Author girlintwocities Posted July 4, 2009 Author Posted July 4, 2009 Thanks for the advice.. that explains his decision to want to be friends.. when I made it an all or nothing thing some time ago he backed away but didnt leave.. Im enjoying these few days I have with him now traveling knowing it will probably all end shortly when the final ultimatum is given. Oh fun. You need to end the affair entirely. I still work with the married man I was involved with but its been a rough road. If you have the opportunity to find another job or work with someone else on projects do that. The healing process will move along much more quickly. As for being friends, forget it. There is no way to go immediately from the affair to being friends. You still have feelings for him. Staying friends is just another way of hanging onto the relationship.
jj33 Posted July 4, 2009 Posted July 4, 2009 If you look at some of my recent threads on the OW forum people were very supportive about my decision to do NC. Its not easy and it didnt end up as final as I wanted it to be, but it was helpful.

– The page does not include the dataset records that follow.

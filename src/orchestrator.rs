//! Fitting a whole family of candidate models and ranking them.
//!
//! The [`FitOrchestrator`] expands a [`RateLawLibrary`] into reaction systems, fits
//! each of them against the same prepared data and ranks the outcome by AIC. Systems
//! are enumerated and fitted in library order: every substrate law on its own, then
//! once per catalyst law with enzyme inactivation added.
//!
//! # Examples
//!
//! ```no_run
//! use enzynetics::prelude::*;
//!
//! # fn run(experiment: Experiment) -> Result<(), FitError> {
//! let library = RateLawLibrary::for_experiment(experiment.has_inhibitor());
//! let orchestrator = fit_experiment(
//!     &experiment,
//!     library,
//!     &PreparationConfig::default(),
//!     FitConfig::default(),
//! )?;
//!
//! println!("{}", orchestrator.ranking());
//! # Ok(())
//! # }
//! ```

use std::collections::{BTreeMap, HashSet};
use std::sync::Arc;

use log::{info, warn};
use ordered_float::OrderedFloat;
use peroxide::fuga::{ODEIntegrator, RKF45};
use serde::{Deserialize, Serialize};
use thiserror::Error;

use crate::data::error::DataError;
use crate::data::measurement::Experiment;
use crate::data::prepare::{prepare, PreparationConfig, PreparedData};
use crate::initials::InitialGuesses;
use crate::library::RateLawLibrary;
use crate::model::{KineticModel, ModelError};
use crate::optim::error::OptimizeError;
use crate::optim::runner::FitConfig;
use crate::parameter::{ParameterError, ParameterName};
use crate::ratelaw::RateLawError;
use crate::result::FitResult;
use crate::simulation::error::SimulationError;
use crate::species::{Species, SpeciesRole};
use crate::system::{Reaction, ReactionSystem};

#[derive(Error, Debug, Clone, PartialEq)]
pub enum FitError {
    #[error(transparent)]
    Data(#[from] DataError),
    #[error(transparent)]
    Model(#[from] ModelError),
    #[error("Invalid rate law: {0}")]
    RateLaw(#[from] RateLawError),
    #[error("Simulation failed: {0}")]
    Simulation(#[from] SimulationError),
    #[error("Optimization failed: {0}")]
    Optimize(#[from] OptimizeError),
    #[error(transparent)]
    Parameter(#[from] ParameterError),
    #[error("No candidate substrate rate laws given")]
    EmptyCandidateSet,
    #[error("Unknown reaction system '{0}'")]
    UnknownSystem(String),
    #[error("Reference system '{0}' has no successful fit")]
    ReferenceNotFitted(String),
    #[error("Invalid reaction system: {0}")]
    SystemAssembly(String),
}

/// The species taking part in the reaction, shared by every candidate system
#[derive(Debug, Clone, PartialEq, Serialize, Deserialize)]
pub struct BaseReaction {
    pub substrate: Species,
    pub product: Species,
    pub catalyst: Species,
    #[serde(default, skip_serializing_if = "Option::is_none")]
    pub inhibitor: Option<Species>,
}

impl BaseReaction {
    pub fn new(substrate: Species, product: Species, catalyst: Species) -> Self {
        Self {
            substrate,
            product,
            catalyst,
            inhibitor: None,
        }
    }

    pub fn with_inhibitor(mut self, inhibitor: Species) -> Self {
        self.inhibitor = Some(inhibitor);
        self
    }

    /// Takes the species identifiers from the first measurement. Roles without an
    /// entry are named after the role.
    pub fn from_experiment(experiment: &Experiment) -> Result<Self, FitError> {
        let measurement = experiment
            .measurements
            .first()
            .ok_or(DataError::EmptyExperiment)?;

        let species = |role: SpeciesRole| {
            measurement
                .species_by_role(role)
                .map(|s| Species::new(s.id.clone(), s.id.clone(), role))
        };
        let or_default =
            |role: SpeciesRole| species(role).unwrap_or_else(|| Species::new(role.symbol(), role.symbol(), role));

        Ok(Self {
            substrate: or_default(SpeciesRole::Substrate),
            product: or_default(SpeciesRole::Product),
            catalyst: or_default(SpeciesRole::Catalyst),
            inhibitor: species(SpeciesRole::Inhibitor),
        })
    }

    /// All species of the reaction
    pub fn species(&self) -> Vec<Species> {
        let mut species = vec![
            self.substrate.clone(),
            self.product.clone(),
            self.catalyst.clone(),
        ];
        species.extend(self.inhibitor.clone());
        species
    }
}

/// Expands a library into reaction systems, in enumeration order.
///
/// Each substrate law yields one system without catalyst dynamics followed by one
/// system per catalyst law. Every rate law is compiled once and shared between the
/// systems using it.
pub fn enumerate(
    base: &BaseReaction,
    library: &RateLawLibrary,
    guesses: &InitialGuesses,
) -> Result<Vec<ReactionSystem>, FitError> {
    if library.substrate.is_empty() {
        return Err(FitError::EmptyCandidateSet);
    }

    let catalyst_laws = library
        .catalyst
        .iter()
        .map(|law| Ok((law.name.clone(), Arc::new(law.compile()?))))
        .collect::<Result<Vec<_>, FitError>>()?;

    let catalyst_species = vec![base.catalyst.clone(), base.catalyst.inactivated()];

    let mut systems = Vec::new();
    for substrate_law in library.substrate.iter() {
        let law = Arc::new(substrate_law.compile()?);
        let substrate_reaction = || -> Result<Reaction, FitError> {
            let model = KineticModel::from_law(&substrate_law.name, Arc::clone(&law), guesses)?;
            Reaction::new(model, base.species())
        };

        systems.push(ReactionSystem::new(vec![substrate_reaction()?])?);

        for (name, catalyst_law) in catalyst_laws.iter() {
            let model = KineticModel::from_law(name, Arc::clone(catalyst_law), guesses)?;
            let catalyst_reaction = Reaction::new(model, catalyst_species.clone())?;
            systems.push(ReactionSystem::new(vec![
                substrate_reaction()?,
                catalyst_reaction,
            ])?);
        }
    }

    let mut seen = HashSet::new();
    if let Some(duplicate) = systems.iter().find(|s| !seen.insert(s.name())) {
        return Err(FitError::SystemAssembly(format!(
            "duplicate system name '{}'",
            duplicate.name()
        )));
    }

    Ok(systems)
}

/// Fits every candidate system against one prepared data set
#[derive(Debug, Clone)]
pub struct FitOrchestrator<S: ODEIntegrator + Copy = RKF45> {
    base: BaseReaction,
    library: RateLawLibrary,
    data: PreparedData,
    guesses: InitialGuesses,
    config: FitConfig,
    solver: S,
    systems: Vec<ReactionSystem>,
}

impl FitOrchestrator {
    /// Sets up the candidate systems with the adaptive RKF45 integrator configured by
    /// `config.simulation` and initial guesses derived from `data`
    pub fn new(
        base: BaseReaction,
        library: RateLawLibrary,
        data: PreparedData,
        config: FitConfig,
    ) -> Result<Self, FitError> {
        let solver = config.simulation.rkf45();
        Self::with_solver(base, library, data, config, solver)
    }
}

impl<S: ODEIntegrator + Copy> FitOrchestrator<S> {
    /// Sets up the candidate systems with a custom integrator
    pub fn with_solver(
        base: BaseReaction,
        library: RateLawLibrary,
        data: PreparedData,
        config: FitConfig,
        solver: S,
    ) -> Result<Self, FitError> {
        let guesses = data.initial_guesses()?;
        let systems = enumerate(&base, &library, &guesses)?;

        info!(
            "Enumerated {} candidate systems from {} substrate and {} catalyst laws",
            systems.len(),
            library.substrate.len(),
            library.catalyst.len()
        );

        Ok(Self {
            base,
            library,
            data,
            guesses,
            config,
            solver,
            systems,
        })
    }

    /// Replaces the data-derived initial guesses and re-enumerates the systems,
    /// discarding earlier results
    pub fn with_guesses(mut self, guesses: InitialGuesses) -> Result<Self, FitError> {
        self.systems = enumerate(&self.base, &self.library, &guesses)?;
        self.guesses = guesses;
        Ok(self)
    }

    pub fn systems(&self) -> &[ReactionSystem] {
        &self.systems
    }

    pub fn system(&self, name: &str) -> Option<&ReactionSystem> {
        self.systems.iter().find(|s| s.name() == name)
    }

    pub fn data(&self) -> &PreparedData {
        &self.data
    }

    pub fn guesses(&self) -> &InitialGuesses {
        &self.guesses
    }

    pub fn config(&self) -> &FitConfig {
        &self.config
    }

    pub fn base(&self) -> &BaseReaction {
        &self.base
    }

    /// Fits every system in enumeration order and ranks them.
    ///
    /// A system whose fit fails numerically is recorded as unsuccessful and does not
    /// stop the remaining fits.
    pub fn fit_all(&mut self) -> Result<Ranking, FitError> {
        for system in self.systems.iter_mut() {
            system.fit(&self.data, &[], &self.config, self.solver)?;
        }

        let ranking = self.ranking();
        log_ranking(&ranking);
        Ok(ranking)
    }

    /// Freezes `fixed` at the values fitted for `reference` and refits every other
    /// system with them.
    ///
    /// # Errors
    ///
    /// [`FitError::UnknownSystem`] if there is no system called `reference`,
    /// [`FitError::ReferenceNotFitted`] if its last fit was not successful, and
    /// [`ParameterError::UnknownParameter`] if it has no parameter of a fixed name.
    pub fn refit_with_fixed(
        &mut self,
        reference: &str,
        fixed: &[ParameterName],
    ) -> Result<Ranking, FitError> {
        let result = self
            .system(reference)
            .ok_or_else(|| FitError::UnknownSystem(reference.to_string()))?
            .result()
            .filter(|r| r.success)
            .ok_or_else(|| FitError::ReferenceNotFitted(reference.to_string()))?;

        let pins = fixed
            .iter()
            .map(|&name| {
                result
                    .value(name)
                    .map(|value| (name, value))
                    .ok_or(ParameterError::UnknownParameter(name))
            })
            .collect::<Result<Vec<_>, _>>()?;

        info!("Refitting with {:?} fixed to the values of '{}'", pins, reference);

        for system in self.systems.iter_mut().filter(|s| s.name() != reference) {
            for &(name, value) in pins.iter() {
                system.set_parameter_value(name, value)?;
            }
            system.fit(&self.data, fixed, &self.config, self.solver)?;
        }

        let ranking = self.ranking();
        log_ranking(&ranking);
        Ok(ranking)
    }

    /// Systems ordered by AIC, unsuccessful and unfitted systems last
    pub fn ranking(&self) -> Ranking {
        Ranking::from_systems(&self.systems)
    }

    /// Result of every fitted system, keyed by system name
    pub fn results(&self) -> BTreeMap<&str, &FitResult> {
        self.systems
            .iter()
            .filter_map(|s| s.result().map(|r| (s.name(), r)))
            .collect()
    }
}

fn log_ranking(ranking: &Ranking) {
    match ranking.best() {
        Some(best) => info!("Best system: '{}'", best.name),
        None => warn!("No candidate system could be fitted"),
    }
}

/// One row of a [`Ranking`]
#[derive(Debug, Clone, PartialEq, Serialize, Deserialize)]
pub struct RankedSystem {
    pub name: String,
    pub success: bool,
    pub aic: Option<f64>,
    /// AIC difference to the best successful system
    pub delta_aic: Option<f64>,
    pub bic: Option<f64>,
    pub rmsd: Option<f64>,
    /// Number of varied parameters
    pub nvarys: Option<usize>,
}

/// Reaction systems ordered by ascending AIC.
///
/// The sort is stable, so systems with equal AIC keep their enumeration order.
/// Unsuccessful or unfitted systems come last.
#[derive(Debug, Clone, Default, PartialEq, Serialize, Deserialize)]
pub struct Ranking {
    pub entries: Vec<RankedSystem>,
}

impl Ranking {
    pub fn from_systems<'a>(systems: impl IntoIterator<Item = &'a ReactionSystem>) -> Self {
        let mut entries: Vec<RankedSystem> = systems
            .into_iter()
            .map(|system| match system.result() {
                Some(result) => RankedSystem {
                    name: system.name().to_string(),
                    success: result.success,
                    aic: result.aic,
                    delta_aic: None,
                    bic: result.bic,
                    rmsd: result.rmsd,
                    nvarys: Some(result.report.nvarys),
                },
                None => RankedSystem {
                    name: system.name().to_string(),
                    success: false,
                    aic: None,
                    delta_aic: None,
                    bic: None,
                    rmsd: None,
                    nvarys: None,
                },
            })
            .collect();

        entries.sort_by_key(|e| (!e.success, OrderedFloat(e.aic.unwrap_or(f64::INFINITY))));

        let best = entries.first().filter(|e| e.success).and_then(|e| e.aic);
        if let Some(best) = best {
            for entry in entries.iter_mut().filter(|e| e.success) {
                entry.delta_aic = entry.aic.map(|aic| aic - best);
            }
        }

        Self { entries }
    }

    /// System names, best first
    pub fn names(&self) -> Vec<&str> {
        self.entries.iter().map(|e| e.name.as_str()).collect()
    }

    /// The best successful system
    pub fn best(&self) -> Option<&RankedSystem> {
        self.entries.first().filter(|e| e.success)
    }

    pub fn get(&self, name: &str) -> Option<&RankedSystem> {
        self.entries.iter().find(|e| e.name == name)
    }

    /// Zero-based rank of a system
    pub fn position(&self, name: &str) -> Option<usize> {
        self.entries.iter().position(|e| e.name == name)
    }

    pub fn len(&self) -> usize {
        self.entries.len()
    }

    pub fn is_empty(&self) -> bool {
        self.entries.is_empty()
    }

    pub fn to_json(&self) -> Result<String, serde_json::Error> {
        serde_json::to_string_pretty(self)
    }
}

/// Prepares an experiment, enumerates the library and fits every candidate system.
///
/// Structural problems with the data or the library abort before any fit starts.
pub fn fit_experiment(
    experiment: &Experiment,
    library: RateLawLibrary,
    preparation: &PreparationConfig,
    config: FitConfig,
) -> Result<FitOrchestrator, FitError> {
    let data = prepare(experiment, preparation)?;
    let base = BaseReaction::from_experiment(experiment)?;

    let mut orchestrator = FitOrchestrator::new(base, library, data, config)?;
    orchestrator.fit_all()?;

    Ok(orchestrator)
}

theBrokenMuse Posted July 4, 2009 Posted July 4, 2009 when the final ultimatum is given. An ultimatum is likely to make him try and take his behaviors underground and off the radar in the hopes that he can fool you and keep on at what he's doing. He's a cake eater and they don't tend to give up that cake until it's pried out of their hands, kicking and screaming. Best course of action for your own sanity? Tell him you want nothing more to do with him until he has signed divorce papers in his hand. Go on with your life and see if he's willing to do the work it takes to follow through but don't count on it. From what you've described, he doesn't sound like he's ready for that step.

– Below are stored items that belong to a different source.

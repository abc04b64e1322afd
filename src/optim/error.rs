use thiserror::Error;

use crate::parameter::ParameterName;
use crate::simulation::error::SimulationError;

#[derive(Error, Debug, Clone, PartialEq)]
pub enum OptimizeError {
    #[error("Failed to simulate with given parameters")]
    SimulationError(#[from] SimulationError),
    #[error("Parameter {0} not found")]
    UnknownParameter(ParameterName),
    #[error("Observations have shape {found:?}, simulation has {expected:?}")]
    ShapeMismatch {
        expected: (usize, usize),
        found: (usize, usize),
    },
    #[error("Residual vector contains non-finite values")]
    NonFiniteResiduals,
    #[error("Jacobian could not be evaluated")]
    JacobianUnavailable,
    #[error("JᵀJ is singular, covariance is undefined")]
    SingularJacobian,
    #[error("No degrees of freedom left: {n_data} data points for {n_varys} varying parameters")]
    NoDegreesOfFreedom { n_data: usize, n_varys: usize },
}
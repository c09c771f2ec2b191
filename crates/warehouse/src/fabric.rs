//! Lakehouse SQL analytics endpoint over TDS.

use crate::{Error, QueryResult, Result, Warehouse, render};
use chrono::{DateTime, FixedOffset, NaiveDate, NaiveDateTime, NaiveTime};
use identity::{CachedCredential, SQL_DATABASE_SCOPE, TokenCredential};
use std::str::FromStr;
use std::sync::Arc;
use std::time::Duration;
use tiberius::{AuthMethod, Client, ColumnData, Config, EncryptionLevel, FromSql};
use tokio::net::TcpStream;
use tokio_util::compat::{Compat, TokioAsyncWriteCompatExt};

const DEFAULT_PORT: u16 = 1433;
const DEFAULT_TIMEOUT: Duration = Duration::from_secs(60);
const APPLICATION_NAME: &str = "lakechat";

/// SQL Server error number for a rejected login.
const LOGIN_FAILED: u32 = 18456;

type TdsClient = Client<Compat<TcpStream>>;

/// Host and port of a SQL endpoint.
///
/// Parses the connection strings Fabric hands out: `host`, `host,port`,
/// `host:port`, optionally prefixed with `tcp:`.
#[derive(Debug, Clone, PartialEq, Eq)]
pub struct SqlEndpoint {
    pub host: String,
    pub port: u16,
}

impl FromStr for SqlEndpoint {
    type Err = Error;

    fn from_str(s: &str) -> Result<Self> {
        let s = s.trim();
        let s = s.strip_prefix("tcp:").unwrap_or(s);
        let (host, port) = match s.rsplit_once(|c: char| c == ',' || c == ':') {
            Some((host, port)) => {
                let port = port
                    .trim()
                    .parse()
                    .map_err(|_| Error::InvalidEndpoint(format!("bad port in '{s}'")))?;
                (host.trim(), port)
            }
            None => (s, DEFAULT_PORT),
        };
        if host.is_empty() {
            return Err(Error::InvalidEndpoint("empty host".into()));
        }
        Ok(Self {
            host: host.to_string(),
            port,
        })
    }
}

impl std::fmt::Display for SqlEndpoint {
    fn fmt(&self, f: &mut std::fmt::Formatter<'_>) -> std::fmt::Result {
        write!(f, "{},{}", self.host, self.port)
    }
}

/// Lakehouse reached through its SQL analytics endpoint.
pub struct FabricWarehouse<C> {
    endpoint: SqlEndpoint,
    database: String,
    credential: Arc<CachedCredential<C>>,
    timeout: Duration,
}

impl<C: TokenCredential> FabricWarehouse<C> {
    /// Query `database` (the lakehouse name) on `endpoint`.
    pub fn new(
        endpoint: SqlEndpoint,
        database: impl Into<String>,
        credential: Arc<CachedCredential<C>>,
    ) -> Self {
        Self {
            endpoint,
            database: database.into(),
            credential,
            timeout: DEFAULT_TIMEOUT,
        }
    }

    /// Bound each query, including connect and login, by `timeout`.
    pub fn with_timeout(mut self, timeout: Duration) -> Self {
        self.timeout = timeout;
        self
    }

    async fn query_with_reauth(&self, sql: &str) -> Result<QueryResult> {
        match self.query_once(sql).await {
            Err(Error::Sql(tiberius::error::Error::Server(e))) if e.code() == LOGIN_FAILED => {
                tracing::warn!(endpoint = %self.endpoint, "login rejected, refreshing token");
                self.credential.invalidate(SQL_DATABASE_SCOPE);
                self.query_once(sql).await
            }
            other => other,
        }
    }

    async fn query_once(&self, sql: &str) -> Result<QueryResult> {
        let token = self.credential.token(SQL_DATABASE_SCOPE).await?;
        let mut client = self.connect(&token.token).await?;

        let result = run(&mut client, sql).await;
        if let Err(e) = client.close().await {
            tracing::debug!(error = %e, "closing sql connection failed");
        }
        result
    }

    async fn connect(&self, token: &str) -> Result<TdsClient> {
        let config = self.config(&self.endpoint.host, self.endpoint.port, token);
        match open(config).await {
            Err(Error::Sql(tiberius::error::Error::Routing { host, port })) => {
                tracing::debug!(%host, port, "following sql endpoint redirect");
                open(self.config(&host, port, token)).await
            }
            other => other,
        }
    }

    fn config(&self, host: &str, port: u16, token: &str) -> Config {
        let mut config = Config::new();
        config.host(host);
        config.port(port);
        config.database(&self.database);
        config.application_name(APPLICATION_NAME);
        config.authentication(AuthMethod::aad_token(token));
        config.encryption(EncryptionLevel::Required);
        config
    }
}

impl<C> std::fmt::Display for FabricWarehouse<C> {
    fn fmt(&self, f: &mut std::fmt::Formatter<'_>) -> std::fmt::Result {
        write!(f, "fabric({}/{})", self.endpoint, self.database)
    }
}

impl<C: TokenCredential> Warehouse for FabricWarehouse<C> {
    async fn query(&self, sql: &str) -> Result<QueryResult> {
        tracing::debug!(endpoint = %self.endpoint, database = %self.database, "running query");
        tokio::time::timeout(self.timeout, self.query_with_reauth(sql))
            .await
            .map_err(|_| Error::Timeout(self.timeout))?
    }
}

async fn open(config: Config) -> Result<TdsClient> {
    let tcp = TcpStream::connect(config.get_addr()).await?;
    tcp.set_nodelay(true)?;
    Ok(Client::connect(config, tcp.compat_write()).await?)
}

async fn run(client: &mut TdsClient, sql: &str) -> Result<QueryResult> {
    let mut stream = client.simple_query(sql).await?;
    let columns: Vec<String> = stream
        .columns()
        .await?
        .map(|cols| cols.iter().map(|c| c.name().to_string()).collect())
        .unwrap_or_default();

    let rows = stream
        .into_first_result()
        .await?
        .into_iter()
        .map(|row| row.into_iter().map(render_cell).collect::<Result<Vec<_>>>())
        .collect::<Result<Vec<_>>>()?;

    Ok(QueryResult::new(columns, rows))
}

fn render_cell(data: ColumnData<'static>) -> Result<Option<String>> {
    let rendered = match &data {
        ColumnData::U8(v) => v.map(|v| v.to_string()),
        ColumnData::I16(v) => v.map(|v| v.to_string()),
        ColumnData::I32(v) => v.map(|v| v.to_string()),
        ColumnData::I64(v) => v.map(|v| v.to_string()),
        ColumnData::F32(v) => v.map(|v| render::float(f64::from(v))),
        ColumnData::F64(v) => v.map(render::float),
        ColumnData::Bit(v) => v.map(render::boolean),
        ColumnData::String(v) => v.as_ref().map(|s| s.to_string()),
        ColumnData::Guid(v) => v.as_ref().map(|g| g.to_string()),
        ColumnData::Binary(v) => v.as_ref().map(|b| render::bytes(b)),
        ColumnData::Numeric(v) => v.as_ref().map(|n| n.to_string()),
        ColumnData::Xml(v) => v.as_ref().map(|x| x.clone().into_owned().into_string()),
        ColumnData::DateTime(_) | ColumnData::SmallDateTime(_) | ColumnData::DateTime2(_) => {
            NaiveDateTime::from_sql(&data)?.map(render::datetime)
        }
        ColumnData::Date(_) => NaiveDate::from_sql(&data)?.map(|v| v.to_string()),
        ColumnData::Time(_) => NaiveTime::from_sql(&data)?.map(render::time),
        ColumnData::DateTimeOffset(_) => {
            DateTime::<FixedOffset>::from_sql(&data)?.map(render::datetime_offset)
        }
    };
    Ok(rendered)
}

#[cfg(test)]
mod tests {
    use super::*;
    use std::borrow::Cow;

    #[test]
    fn parses_fabric_connection_strings() {
        let plain: SqlEndpoint = "abc.datawarehouse.fabric.microsoft.com".parse().unwrap();
        assert_eq!(plain.host, "abc.datawarehouse.fabric.microsoft.com");
        assert_eq!(plain.port, 1433);

        let comma: SqlEndpoint = "tcp:abc.example.com,1444".parse().unwrap();
        assert_eq!(comma.host, "abc.example.com");
        assert_eq!(comma.port, 1444);

        let colon: SqlEndpoint = "abc.example.com:1500".parse().unwrap();
        assert_eq!(colon.port, 1500);
    }

    #[test]
    fn rejects_bad_endpoints() {
        assert!("abc.example.com,notaport".parse::<SqlEndpoint>().is_err());
        assert!("".parse::<SqlEndpoint>().is_err());
    }

    #[test]
    fn renders_scalar_cells() {
        assert_eq!(render_cell(ColumnData::I32(Some(7))).unwrap(), Some("7".into()));
        assert_eq!(render_cell(ColumnData::I64(None)).unwrap(), None);
        assert_eq!(render_cell(ColumnData::F64(Some(2.0))).unwrap(), Some("2.0".into()));
        assert_eq!(render_cell(ColumnData::Bit(Some(true))).unwrap(), Some("True".into()));
        assert_eq!(
            render_cell(ColumnData::String(Some(Cow::Borrowed("x")))).unwrap(),
            Some("x".into())
        );
        assert_eq!(render_cell(ColumnData::String(None)).unwrap(), None);
    }
}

Author girlintwocities Posted July 4, 2009 Author Posted July 4, 2009 Ugh.. my gut knows you are right.. If he's a cake eater and I agree with you all that he is, then he will do as you have noted here.. how do I know that? Because he already has in the past.. I just didnt know until I did my own "work" to check out what he was really up to and telling all parties... An ultimatum is likely to make him try and take his behaviors underground and off the radar in the hopes that he can fool you and keep on at what he's doing. He's a cake eater and they don't tend to give up that cake until it's pried out of their hands, kicking and screaming. Best course of action for your own sanity? Tell him you want nothing more to do with him until he has signed divorce papers in his hand. Go on with your life and see if he's willing to do the work it takes to follow through but don't count on it. From what you've described, he doesn't sound like he's ready for that step.